Ruso looked more closely at the room in which they were sitting. It was true that the walls were elegantly painted and there were no beer stains, but there were balls of dust in the corners. He saw for the first time that someone had dribbled oil down the lamp stand and not wiped up the pool on the floor, and recalled the dying flowers on the table in the hall.
“So where-”
“She’s bound to be back any day now,” Valens assured him. “She left most of her shoes behind.”
Ruso decided not to pry. He would leave that to Tilla. Instead he tried, “How are the twins?”
Valens brightened. “Oh, fine little chaps. Coming along very nicely. New teeth and new words practically every time I see them. Sorry about the state of the place, but she’s got most of the staff with her. Still, I was thinking we could crack open that amphora tonight and perhaps Tilla might, uh…”
“You want Tilla to cook?”
Their eyes met. For a moment neither of them spoke, each perhaps recalling his own selection of Tilla’s culinary disasters.
Valens said, “Of course we could always…”

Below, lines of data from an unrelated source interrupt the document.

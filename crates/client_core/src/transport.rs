//! WebSocket event channel.
//!
//! One JSON-encoded [`ServerEvent`] or [`ClientRequest`] per text frame. The
//! connector spawns a reader and a writer task per connection and exposes
//! them as a [`ChannelHandle`].

use anyhow::{anyhow, Context, Result};
use async_trait::async_trait;
use futures::{SinkExt, StreamExt};
use shared::protocol::{ClientRequest, ServerEvent};
use tokio::{sync::mpsc, task::JoinHandle};
use tokio_tungstenite::{
    connect_async,
    tungstenite::{
        client::IntoClientRequest,
        http::{header::AUTHORIZATION, HeaderValue},
        Message,
    },
};
use tracing::{debug, info, warn};
use url::Url;

#[derive(Debug, Clone, PartialEq, Eq)]
pub enum TransportEvent {
    Frame(ServerEvent),
    Closed { reason: String },
}

/// Both directions of one live connection.
pub struct ChannelHandle {
    pub outbound: mpsc::UnboundedSender<ClientRequest>,
    pub inbound: mpsc::UnboundedReceiver<TransportEvent>,
    tasks: Vec<JoinHandle<()>>,
}

impl ChannelHandle {
    pub fn new(
        outbound: mpsc::UnboundedSender<ClientRequest>,
        inbound: mpsc::UnboundedReceiver<TransportEvent>,
    ) -> Self {
        Self {
            outbound,
            inbound,
            tasks: Vec::new(),
        }
    }

    /// Stops the connection's background tasks.
    pub fn close(mut self) {
        for task in self.tasks.drain(..) {
            task.abort();
        }
    }
}

impl Drop for ChannelHandle {
    fn drop(&mut self) {
        for task in &self.tasks {
            task.abort();
        }
    }
}

#[async_trait]
pub trait ChannelConnector: Send + Sync {
    async fn connect(&self) -> Result<ChannelHandle>;
}

/// Derives the websocket endpoint from the server's http(s) base URL.
pub fn websocket_url(server_url: &str, ws_path: &str) -> Result<Url> {
    let ws_base = if let Some(rest) = server_url.strip_prefix("https://") {
        format!("wss://{rest}")
    } else if let Some(rest) = server_url.strip_prefix("http://") {
        format!("ws://{rest}")
    } else if server_url.starts_with("ws://") || server_url.starts_with("wss://") {
        server_url.to_string()
    } else {
        return Err(anyhow!(
            "server_url must start with http://, https://, ws:// or wss://"
        ));
    };
    let path = ws_path.trim_start_matches('/');
    let joined = format!("{}/{path}", ws_base.trim_end_matches('/'));
    Url::parse(&joined).with_context(|| format!("invalid websocket url: {joined}"))
}

pub struct WebSocketConnector {
    url: Url,
    token: String,
}

impl WebSocketConnector {
    pub fn new(url: Url, token: impl Into<String>) -> Self {
        Self {
            url,
            token: token.into(),
        }
    }
}

#[async_trait]
impl ChannelConnector for WebSocketConnector {
    async fn connect(&self) -> Result<ChannelHandle> {
        let mut request = self
            .url
            .as_str()
            .into_client_request()
            .with_context(|| format!("invalid websocket request for {}", self.url))?;
        let bearer = HeaderValue::from_str(&format!("Bearer {}", self.token))
            .context("session token is not a valid header value")?;
        request.headers_mut().insert(AUTHORIZATION, bearer);

        let (ws_stream, _) = connect_async(request)
            .await
            .with_context(|| format!("failed to connect websocket: {}", self.url))?;
        info!(url = %self.url, "transport: websocket connected");
        let (mut ws_writer, mut ws_reader) = ws_stream.split();

        let (outbound_tx, mut outbound_rx) = mpsc::unbounded_channel::<ClientRequest>();
        let (inbound_tx, inbound_rx) = mpsc::unbounded_channel();

        let writer = tokio::spawn(async move {
            while let Some(request) = outbound_rx.recv().await {
                let text = match serde_json::to_string(&request) {
                    Ok(text) => text,
                    Err(err) => {
                        warn!(kind = request.kind(), "transport: failed to encode request: {err}");
                        continue;
                    }
                };
                if let Err(err) = ws_writer.send(Message::Text(text)).await {
                    warn!("transport: websocket send failed: {err}");
                    break;
                }
            }
            let _ = ws_writer.close().await;
        });

        let reader = tokio::spawn(async move {
            let reason = loop {
                match ws_reader.next().await {
                    Some(Ok(Message::Text(text))) => match serde_json::from_str::<ServerEvent>(&text) {
                        Ok(event) => {
                            debug!(kind = event.kind(), "transport: event received");
                            if inbound_tx.send(TransportEvent::Frame(event)).is_err() {
                                return;
                            }
                        }
                        Err(err) => warn!("transport: invalid server event: {err}"),
                    },
                    Some(Ok(Message::Close(frame))) => {
                        break frame
                            .map(|frame| frame.reason.to_string())
                            .unwrap_or_else(|| "closed by server".to_string());
                    }
                    Some(Ok(_)) => {}
                    Some(Err(err)) => break format!("websocket receive failed: {err}"),
                    None => break "websocket stream ended".to_string(),
                }
            };
            info!(%reason, "transport: websocket closed");
            let _ = inbound_tx.send(TransportEvent::Closed { reason });
        });

        Ok(ChannelHandle {
            outbound: outbound_tx,
            inbound: inbound_rx,
            tasks: vec![writer, reader],
        })
    }
}

#[cfg(test)]
#[path = "tests/transport_tests.rs"]
mod tests;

“We’ll have something brought in,” agreed Ruso, anticipating the end of the sentence.
5
Londinium reminded Ruso of a child whose mother had dressed it in a huge tunic and announced, “You’ll grow into it.” Four years after his first visit, there was still no sign of the town expanding to fit the massively ambitious Forum. Its red roofs dominated the skyline on the far side of the marshy brook separating Valens’s end of town from the wharves and most of the official buildings.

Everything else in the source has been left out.